TASK INSTRUCTIONS
Find every line in the records below that contains "render", and copy it.

■ ■ ■

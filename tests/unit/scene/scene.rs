use super::*;
use crate::drawable::Rect;

fn res() -> Resolution {
    Resolution::new(8, 8).unwrap()
}

#[test]
fn construction_is_validated() {
    assert!(Scene::new(0, 10, 0, Pause::default()).is_err());
    assert!(Scene::new(10, 0, 1, Pause::default()).is_err());
    assert!(Scene::new(0, 10, 1, Pause { before: -1, after: 0 }).is_err());
    assert!(Scene::new(5, 5, 1, Pause::default()).is_ok());
}

#[test]
fn frames_cover_range_plus_pauses() {
    let scene = Scene::new(0, 60, 1, Pause { before: 30, after: 30 }).unwrap();
    let frames: Vec<i64> = scene.frames().collect();
    assert_eq!(frames.len(), 120);
    assert_eq!(frames[0], 0);
    assert_eq!(*frames.last().unwrap(), 119);
    assert!(frames.windows(2).all(|w| w[0] < w[1]));
    assert_eq!(scene.playback_frame(0), -30);

    // Restartable.
    assert_eq!(scene.frames().count(), 120);
    assert_eq!(scene.frame_count(), 120);
}

#[test]
fn frames_respect_step() {
    let scene = Scene::new(3, 10, 3, Pause::default()).unwrap();
    assert_eq!(scene.frames().collect::<Vec<_>>(), vec![3, 6, 9]);
    assert_eq!(Scene::new(4, 4, 1, Pause::default()).unwrap().frame_count(), 0);
}

#[test]
fn pause_before_holds_first_keyframe() {
    let mut scene = Scene::new(0, 10, 1, Pause { before: 5, after: 0 }).unwrap();
    let mut rect = Rect::new([0, 0], [2, 2], [255, 0, 0, 255]);
    rect.loc.keyframe([0, 0], 0).keyframe([6, 0], 6);
    scene.add(rect);

    for f in 0..=5 {
        let out = scene.render(res(), f).unwrap();
        assert_eq!(out.pixel(0, 0), Some([255, 0, 0, 255]), "frame {f}");
    }
    let moved = scene.render(res(), 11).unwrap();
    assert_eq!(moved.pixel(6, 0), Some([255, 0, 0, 255]));
    assert_eq!(moved.pixel(0, 0), Some([0, 0, 0, 255]));
}

#[test]
fn output_is_opaque_over_background() {
    let mut scene = Scene::new(0, 1, 1, Pause::default()).unwrap();
    scene.background = ColorProperty::from_rgba8([10, 20, 30, 255]);
    scene.add(Rect::new([0, 0], [1, 1], [255, 255, 255, 128]));
    let out = scene.render(res(), 0).unwrap();
    assert!(out.data.chunks_exact(4).all(|px| px[3] == 255));
    assert_eq!(out.pixel(4, 4), Some([10, 20, 30, 255]));
    let px = out.pixel(0, 0).unwrap();
    assert!(px[0] > 100 && px[0] < 160);
}

#[test]
fn blur_sample_order_and_weights() {
    let samples = blur_samples(MotionBlurConfig { samples: 2, step: 3 });
    let offsets: Vec<i64> = samples.iter().map(|s| s.0).collect();
    assert_eq!(offsets, vec![-6, 6, -3, 3, 0]);
    let weights: Vec<f32> = samples.iter().map(|s| s.1).collect();
    assert_eq!(weights, vec![1.0 / 3.0, 1.0 / 3.0, 2.0 / 3.0, 2.0 / 3.0, 1.0]);

    assert_eq!(blur_samples(MotionBlurConfig { samples: 0, step: 1 }), vec![(0, 1.0)]);
}

#[test]
fn motion_blur_leaves_static_content_unchanged_and_smears_moving_content() {
    let cfg = EngineConfig {
        motion_blur: MotionBlurConfig { samples: 2, step: 1 },
        ..EngineConfig::default()
    };
    let mut scene = Scene::with_config(0, 20, 1, Pause::default(), &cfg)
        .unwrap()
        .with_motion_blur(true);
    scene.add(Rect::new([0, 0], [2, 2], [255, 255, 255, 255]));
    let still = scene.render(res(), 10).unwrap();
    assert_eq!(still.pixel(0, 0), Some([255, 255, 255, 255]));

    let mut moving = Rect::new([0, 4], [1, 1], [255, 255, 255, 255]);
    moving.loc.keyframe([0, 4], 0).keyframe([7, 4], 7);
    scene.add(moving);
    let out = scene.render(res(), 3).unwrap();
    assert_eq!(out.pixel(3, 4), Some([255, 255, 255, 255]));
    let trail = out.pixel(2, 4).unwrap()[0];
    assert!(trail > 0 && trail < 255);
    assert!(out.pixel(5, 4).unwrap()[0] > 0);
    assert_eq!(out.pixel(6, 4), Some([0, 0, 0, 255]));
}
pub mod blur;
pub mod composite;
pub mod frame;
pub mod raster;

pub use frame::FrameRGBA;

■ ■ ■

RESPONSE
        let out = scene.render(res(), f).unwrap();
    let moved = scene.render(res(), 11).unwrap();
    let out = scene.render(res(), 0).unwrap();
    let still = scene.render(res(), 10).unwrap();
    let out = scene.render(res(), 3).unwrap();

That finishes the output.